(WORKING DATA Opens)

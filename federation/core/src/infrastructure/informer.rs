// Copyright (c) 2026 100monkeys.ai
// SPDX-License-Identifier: AGPL-3.0

//! Watch/informer boundary.
//!
//! An informer delivers an initial list plus an ongoing stream of
//! add/update/delete notifications for one resource type, maintains a
//! cache of the current state, and exposes a "has the initial list
//! completed" signal. The watch machinery itself is external to this
//! crate; the controllers only consume these traits.

use crate::domain::object::{ApiResource, ResourceObject};
use std::sync::Arc;
use tokio_util::sync::CancellationToken;

/// Read access to an informer's cache.
pub trait ObjectStore: Send + Sync {
    /// Lookup by `namespace/name` key (bare name for cluster-scoped
    /// resources).
    fn get_by_key(&self, key: &str) -> Option<ResourceObject>;

    /// Snapshot of every cached object.
    fn list(&self) -> Vec<ResourceObject>;
}

/// A running watch over one resource type.
pub trait Informer: Send + Sync {
    fn store(&self) -> Arc<dyn ObjectStore>;

    /// Whether the initial list has been delivered to the cache.
    fn has_synced(&self) -> bool;

    /// Starts the watch loop; non-blocking. The loop stops when the token
    /// is cancelled.
    fn run(&self, shutdown: CancellationToken);
}

/// Callback invoked for every add/update/delete notification.
pub type EnqueueHandler = Arc<dyn Fn(&ResourceObject) + Send + Sync>;

/// Constructs informers for arbitrary resource types. A factory error is
/// a startup failure: the owning controller does not come up without its
/// watches.
pub trait InformerFactory: Send + Sync {
    fn informer(
        &self,
        resource: &ApiResource,
        namespace: &str,
        enqueue: EnqueueHandler,
    ) -> anyhow::Result<Arc<dyn Informer>>;
}
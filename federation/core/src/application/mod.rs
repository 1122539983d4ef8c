// Copyright (c) 2026 100monkeys.ai
// SPDX-License-Identifier: AGPL-3.0

//! Application layer: the reconciliation engine's services.

pub mod accessor;
pub mod dispatch;
pub mod scheduling;
pub mod version_manager;

pub use accessor::{FederatedResource, FederatedResourceAccessor};
pub use dispatch::{CheckUnmanagedDispatcher, ClusterOperationError, UnmanagedDispatcher};
pub use scheduling::{Scheduler, SchedulerFactory, SchedulerWrapper, SchedulingKind, SchedulingManager};
pub use version_manager::VersionManager;
// Copyright (c) 2026 100monkeys.ai
// SPDX-License-Identifier: AGPL-3.0

//! Event recorder.
//!
//! Validation rejections and other operator-facing conditions surface as
//! events against the affected object rather than as process errors. The
//! broadcast implementation fans events out to any number of subscribers
//! (an API event sink, tests, log observers).

use crate::domain::object::ResourceObject;
use crate::domain::resource::QualifiedName;
use serde::{Deserialize, Serialize};
use std::sync::Arc;
use tokio::sync::broadcast;
use tracing::debug;

#[derive(Debug, Clone, Copy, PartialEq, Eq, Serialize, Deserialize)]
#[serde(rename_all = "snake_case")]
pub enum EventType {
    Normal,
    Warning,
}

/// A human-readable event recorded against one object.
#[derive(Debug, Clone, Serialize, Deserialize)]
pub struct ObjectEvent {
    pub object: QualifiedName,
    pub kind: String,
    pub event_type: EventType,
    pub reason: String,
    pub message: String,
}

pub trait EventRecorder: Send + Sync {
    fn event(&self, obj: &ResourceObject, event_type: EventType, reason: &str, message: &str);
}

/// Broadcast-channel recorder. Events are dropped when no subscriber is
/// listening, which is fine: events are advisory, never load-bearing.
#[derive(Clone)]
pub struct BroadcastEventRecorder {
    sender: Arc<broadcast::Sender<ObjectEvent>>,
}

impl BroadcastEventRecorder {
    pub fn new(capacity: usize) -> Self {
        let (sender, _) = broadcast::channel(capacity);
        Self {
            sender: Arc::new(sender),
        }
    }

    pub fn subscribe(&self) -> broadcast::Receiver<ObjectEvent> {
        self.sender.subscribe()
    }
}

impl Default for BroadcastEventRecorder {
    fn default() -> Self {
        Self::new(256)
    }
}

impl EventRecorder for BroadcastEventRecorder {
    fn event(&self, obj: &ResourceObject, event_type: EventType, reason: &str, message: &str) {
        let event = ObjectEvent {
            object: obj.qualified_name(),
            kind: obj.gvk.kind.clone(),
            event_type,
            reason: reason.to_string(),
            message: message.to_string(),
        };
        debug!(object = %event.object, kind = %event.kind, reason, "Recording event");
        let _ = self.sender.send(event);
    }
}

(WORKING DATA Closes)

## WORK REQUIRED
Each record must be reproduced exactly. Keep every one.

## RESULT OF THIS TASK
filename federation/core/src/infrastructure/informer.rs
// Copyright (c) 2026 100monkeys.ai
// SPDX-License-Identifier: AGPL-3.0

//! Watch/informer boundary.
//!
//! An informer delivers an initial list plus an ongoing stream of
//! add/update/delete notifications for one resource type, maintains a
//! cache of the current state, and exposes a "has the initial list
//! completed" signal. The watch machinery itself is external to this
//! crate; the controllers only consume these traits.

use crate::domain::object::{ApiResource, ResourceObject};
use std::sync::Arc;
use tokio_util::sync::CancellationToken;

/// Read access to an informer's cache.
pub trait ObjectStore: Send + Sync {
    /// Lookup by `namespace/name` key (bare name for cluster-scoped
    /// resources).
    fn get_by_key(&self, key: &str) -> Option<ResourceObject>;

    /// Snapshot of every cached object.
    fn list(&self) -> Vec<ResourceObject>;
}

/// A running watch over one resource type.
pub trait Informer: Send + Sync {
    fn store(&self) -> Arc<dyn ObjectStore>;

    /// Whether the initial list has been delivered to the cache.
    fn has_synced(&self) -> bool;

    /// Starts the watch loop; non-blocking. The loop stops when the token
    /// is cancelled.
    fn run(&self, shutdown: CancellationToken);
}

/// Callback invoked for every add/update/delete notification.
pub type EnqueueHandler = Arc<dyn Fn(&ResourceObject) + Send + Sync>;

/// Constructs informers for arbitrary resource types. A factory error is
/// a startup failure: the owning controller does not come up without its
/// watches.
pub trait InformerFactory: Send + Sync {
    fn informer(
        &self,
        resource: &ApiResource,
        namespace: &str,
        enqueue: EnqueueHandler,
    ) -> anyhow::Result<Arc<dyn Informer>>;
}
filename federation/core/src/application/mod.rs
repository 1122539983d4ef8c
// Copyright (c) 2026 100monkeys.ai
// SPDX-License-Identifier: AGPL-3.0

//! Application layer: the reconciliation engine's services.

pub mod accessor;
pub mod dispatch;
pub mod scheduling;
pub mod version_manager;

pub use accessor::{FederatedResource, FederatedResourceAccessor};
pub use dispatch::{CheckUnmanagedDispatcher, ClusterOperationError, UnmanagedDispatcher};
pub use scheduling::{Scheduler, SchedulerFactory, SchedulerWrapper, SchedulingKind, SchedulingManager};
pub use version_manager::VersionManager;
// Copyright (c) 2026 100monkeys.ai
// SPDX-License-Identifier: AGPL-3.0

//! Event recorder.
//!
//! Validation rejections and other operator-facing conditions surface as
//! events against the affected object rather than as process errors. The
//! broadcast implementation fans events out to any number of subscribers
//! (an API event sink, tests, log observers).

use crate::domain::object::ResourceObject;
use crate::domain::resource::QualifiedName;
use serde::{Deserialize, Serialize};
use std::sync::Arc;
use tokio::sync::broadcast;
use tracing::debug;

#[derive(Debug, Clone, Copy, PartialEq, Eq, Serialize, Deserialize)]
#[serde(rename_all = "snake_case")]
pub enum EventType {
    Normal,
    Warning,
}

/// A human-readable event recorded against one object.
#[derive(Debug, Clone, Serialize, Deserialize)]
pub struct ObjectEvent {
    pub object: QualifiedName,
    pub kind: String,
    pub event_type: EventType,
    pub reason: String,
    pub message: String,
}

pub trait EventRecorder: Send + Sync {
    fn event(&self, obj: &ResourceObject, event_type: EventType, reason: &str, message: &str);
}

/// Broadcast-channel recorder. Events are dropped when no subscriber is
/// listening, which is fine: events are advisory, never load-bearing.
#[derive(Clone)]
pub struct BroadcastEventRecorder {
    sender: Arc<broadcast::Sender<ObjectEvent>>,
}

impl BroadcastEventRecorder {
    pub fn new(capacity: usize) -> Self {
        let (sender, _) = broadcast::channel(capacity);
        Self {
            sender: Arc::new(sender),
        }
    }

    pub fn subscribe(&self) -> broadcast::Receiver<ObjectEvent> {
        self.sender.subscribe()
    }
}

impl Default for BroadcastEventRecorder {
    fn default() -> Self {
        Self::new(256)
    }
}

impl EventRecorder for BroadcastEventRecorder {
    fn event(&self, obj: &ResourceObject, event_type: EventType, reason: &str, message: &str) {
        let event = ObjectEvent {
            object: obj.qualified_name(),
            kind: obj.gvk.kind.clone(),
            event_type,
            reason: reason.to_string(),
            message: message.to_string(),
        };
        debug!(object = %event.object, kind = %event.kind, reason, "Recording event");
        let _ = self.sender.send(event);
    }
}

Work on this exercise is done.